Source records
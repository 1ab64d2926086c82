// Copyright (c) 2025 Erick Bourgeois, firestoned
// SPDX-License-Identifier: MIT

//! `MySQL` Group Replication primary detection.
//!
//! The detector connects to the member's `MySQL` process, asks for the host of
//! the ONLINE member whose id is the recorded primary member id, and compares
//! that host with the pod's addresses and name. An unreachable server is retried
//! every 5 seconds for up to 5 minutes; any other failure is returned at once.

use crate::cluster::ClusterIdentity;
use crate::constants::{MYSQL_DATABASE, MYSQL_LOOPBACK_HOST, MYSQL_PORT, SECRET_KEY_CA_CERT};
use crate::credentials::{CredentialProvider, CredentialRequest, RootCredentials};
use crate::detector::DetectPrimary;
use crate::errors::{DetectError, ExecError};
use crate::kube_api::{ClusterSpecSource, SecretSource};
use crate::retry::{poll_immediate, PollError, PollSettings};
use async_trait::async_trait;
use k8s_openapi::api::core::v1::Pod;
use kube::ResourceExt;
use sqlx::mysql::{MySqlConnectOptions, MySqlSslMode};
use sqlx::{ConnectOptions, Connection};
use std::sync::Arc;
use tracing::debug;

/// Host of the ONLINE member holding the primary member id.
///
/// `global_status` carries the primary id on 5.7; 8.x also exposes it there, so the
/// join works on both.
pub const PRIMARY_MEMBER_QUERY: &str = "SELECT members.MEMBER_HOST \
     FROM performance_schema.replication_group_members AS members \
     INNER JOIN performance_schema.global_status AS status \
     ON members.MEMBER_ID = status.VARIABLE_VALUE \
     WHERE status.VARIABLE_NAME = 'group_replication_primary_member' \
     AND members.MEMBER_STATE = 'ONLINE'";

/// TLS mode of a `MySQL` connection.
#[derive(Clone, PartialEq, Eq)]
pub enum MySqlTls {
    Disabled,
    /// Encrypted, server certificate not verified
    SkipVerify,
    /// Encrypted, server certificate verified against this PEM CA
    VerifyCa { ca_pem: Vec<u8> },
}

impl std::fmt::Debug for MySqlTls {
    fn fmt(&self, f: &mut std::fmt::Formatter<'_>) -> std::fmt::Result {
        match self {
            MySqlTls::Disabled => f.write_str("Disabled"),
            MySqlTls::SkipVerify => f.write_str("SkipVerify"),
            MySqlTls::VerifyCa { ca_pem } => write!(f, "VerifyCa({} bytes)", ca_pem.len()),
        }
    }
}

/// Everything an executor needs for one detection query.
#[derive(Clone, Debug, PartialEq, Eq)]
pub struct MySqlTarget {
    pub host: String,
    pub port: u16,
    pub database: String,
    pub credentials: RootCredentials,
    pub tls: MySqlTls,
}

impl MySqlTarget {
    #[must_use]
    pub fn endpoint(&self) -> String {
        format!("{}:{}", self.host, self.port)
    }
}

/// Runs the primary member query over one short-lived connection.
#[async_trait]
pub trait MySqlExecutor: Send + Sync {
    /// Host of the current primary, `None` when no row matched.
    async fn primary_member_host(&self, target: &MySqlTarget) -> Result<Option<String>, ExecError>;
}

/// [`MySqlExecutor`] on a single `sqlx` connection.
#[derive(Clone, Copy, Debug, Default)]
pub struct SqlxMySqlExecutor;

fn classify_connect_error(endpoint: &str, err: sqlx::Error) -> ExecError {
    match err {
        sqlx::Error::Io(io) => ExecError::Unreachable {
            endpoint: endpoint.to_string(),
            reason: io.to_string(),
        },
        other => ExecError::Connect {
            endpoint: endpoint.to_string(),
            reason: other.to_string(),
        },
    }
}

#[async_trait]
impl MySqlExecutor for SqlxMySqlExecutor {
    async fn primary_member_host(&self, target: &MySqlTarget) -> Result<Option<String>, ExecError> {
        let endpoint = target.endpoint();

        let options = MySqlConnectOptions::new()
            .host(&target.host)
            .port(target.port)
            .username(&target.credentials.username)
            .password(&target.credentials.password)
            .database(&target.database);
        let options = match &target.tls {
            MySqlTls::Disabled => options.ssl_mode(MySqlSslMode::Disabled),
            MySqlTls::SkipVerify => options.ssl_mode(MySqlSslMode::Required),
            MySqlTls::VerifyCa { ca_pem } => options
                .ssl_mode(MySqlSslMode::VerifyCa)
                .ssl_ca_from_pem(ca_pem.clone()),
        };

        let mut conn = options
            .connect()
            .await
            .map_err(|e| classify_connect_error(&endpoint, e))?;

        let host = sqlx::query_scalar::<_, String>(PRIMARY_MEMBER_QUERY)
            .fetch_optional(&mut conn)
            .await
            .map_err(|e| ExecError::Query {
                endpoint: endpoint.clone(),
                reason: e.to_string(),
            });

        if let Err(e) = conn.close().await {
            debug!(endpoint = %endpoint, error = %e, "Failed to close MySQL connection cleanly");
        }

        host
    }
}

/// Which address the detector dials.
#[derive(Clone, Copy, Debug, PartialEq, Eq)]
pub enum MySqlHost {
    /// The local `MySQL` process (the controller runs beside it)
    Loopback,
    /// The pod's own IP address
    PodIp,
}

/// Addresses of a pod: `status.podIPs`, or `status.podIP` when the list is empty.
#[must_use]
pub fn pod_ips(pod: &Pod) -> Vec<String> {
    let Some(status) = pod.status.as_ref() else {
        return Vec::new();
    };

    let ips: Vec<String> = status
        .pod_ips
        .iter()
        .flatten()
        .map(|pod_ip| pod_ip.ip.clone())
        .filter(|ip| !ip.is_empty())
        .collect();
    if !ips.is_empty() {
        return ips;
    }

    status
        .pod_ip
        .iter()
        .filter(|ip| !ip.is_empty())
        .cloned()
        .collect()
}

/// Whether the primary member `host` designates this pod.
///
/// The host matches when it equals one of the pod's IPs, or when its DNS short
/// name (text before the first dot) equals the pod name.
#[must_use]
pub fn host_matches_pod(host: &str, pod_ips: &[String], pod_name: &str) -> bool {
    if pod_ips.iter().any(|ip| ip == host) {
        return true;
    }
    host.split('.').next() == Some(pod_name)
}

/// Primary detector for `MySQL` Group Replication.
pub struct MySqlDetector {
    cluster: ClusterIdentity,
    specs: Arc<dyn ClusterSpecSource>,
    secrets: Arc<dyn SecretSource>,
    credentials: Arc<dyn CredentialProvider>,
    executor: Arc<dyn MySqlExecutor>,
    host: MySqlHost,
    poll: PollSettings,
}

impl MySqlDetector {
    #[must_use]
    pub fn new(
        cluster: ClusterIdentity,
        specs: Arc<dyn ClusterSpecSource>,
        secrets: Arc<dyn SecretSource>,
        credentials: Arc<dyn CredentialProvider>,
        executor: Arc<dyn MySqlExecutor>,
        host: MySqlHost,
    ) -> Self {
        Self {
            cluster,
            specs,
            secrets,
            credentials,
            executor,
            host,
            poll: PollSettings::default(),
        }
    }

    #[must_use]
    pub fn with_poll_settings(mut self, poll: PollSettings) -> Self {
        self.poll = poll;
        self
    }

    /// Resolve credentials, TLS and address for `pod`.
    async fn target(&self, pod: &Pod) -> Result<MySqlTarget, DetectError> {
        let namespace = pod.namespace().unwrap_or_default();
        let pod_name = pod.name_any();

        let resource = self
            .specs
            .mysql(&namespace, &self.cluster.name)
            .await
            .map_err(|source| DetectError::Kube {
                what: format!("MySQL {namespace}/{}", self.cluster.name),
                source,
            })?;

        let credentials = self
            .credentials
            .root_credentials(CredentialRequest {
                namespace: &namespace,
                cluster: &self.cluster.name,
                pod: &pod_name,
                auth_secret: resource.spec.auth_secret.as_ref().map(|s| s.name.as_str()),
            })
            .await?;

        let tls = if resource.spec.tls.is_some() {
            let secret = resource.server_cert_secret_name();
            let data = self
                .secrets
                .secret_data(&namespace, &secret)
                .await
                .map_err(|source| DetectError::Kube {
                    what: format!("secret {namespace}/{secret}"),
                    source,
                })?;
            let ca_pem = data
                .get(SECRET_KEY_CA_CERT)
                .cloned()
                .ok_or_else(|| DetectError::MissingSecretKey {
                    secret: secret.clone(),
                    key: SECRET_KEY_CA_CERT.to_string(),
                })?;

            if resource.spec.require_ssl {
                MySqlTls::VerifyCa { ca_pem }
            } else {
                MySqlTls::SkipVerify
            }
        } else {
            MySqlTls::Disabled
        };

        let host = match self.host {
            MySqlHost::Loopback => MYSQL_LOOPBACK_HOST.to_string(),
            MySqlHost::PodIp => pod_ips(pod).into_iter().next().ok_or_else(|| {
                ExecError::Connect {
                    endpoint: format!("{namespace}/{pod_name}"),
                    reason: "pod has no IP address yet".to_string(),
                }
            })?,
        };

        Ok(MySqlTarget {
            host,
            port: MYSQL_PORT,
            database: MYSQL_DATABASE.to_string(),
            credentials,
            tls,
        })
    }
}

#[async_trait]
impl DetectPrimary for MySqlDetector {
    async fn is_primary(&self, pod: &Pod) -> Result<bool, DetectError> {
        let target = self.target(pod).await?;
        let namespace = pod.namespace().unwrap_or_default();

        let host = poll_immediate(
            self.poll,
            "mysql primary member query",
            || self.executor.primary_member_host(&target),
            ExecError::is_transient,
        )
        .await
        .map_err(|err| match err {
            PollError::Failed(e) => DetectError::Exec(e),
            PollError::TimedOut {
                elapsed,
                last_error,
                ..
            } => DetectError::ConnectTimeout {
                elapsed,
                last_error: last_error.to_string(),
            },
        })?
        .ok_or_else(|| DetectError::NoPrimaryRow {
            cluster: format!("{namespace}/{}", self.cluster.name),
        })?;

        let ips = pod_ips(pod);
        let is_primary = host_matches_pod(&host, &ips, &pod.name_any());
        debug!(
            pod = %pod.name_any(),
            primary_host = %host,
            pod_ips = ?ips,
            primary = is_primary,
            "Compared MySQL primary member host with pod"
        );
        Ok(is_primary)
    }
}

#[cfg(test)]
#[path = "mysql_tests.rs"]
mod mysql_tests;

WORK TO COMPLETE
Only lines that hold the string "MySqlTarget" belong in the answer, so copy every one of them from the records.

EXERCISE RESULT
pub struct MySqlTarget {
impl MySqlTarget {
    async fn primary_member_host(&self, target: &MySqlTarget) -> Result<Option<String>, ExecError>;
    async fn primary_member_host(&self, target: &MySqlTarget) -> Result<Option<String>, ExecError> {
    async fn target(&self, pod: &Pod) -> Result<MySqlTarget, DetectError> {
        Ok(MySqlTarget {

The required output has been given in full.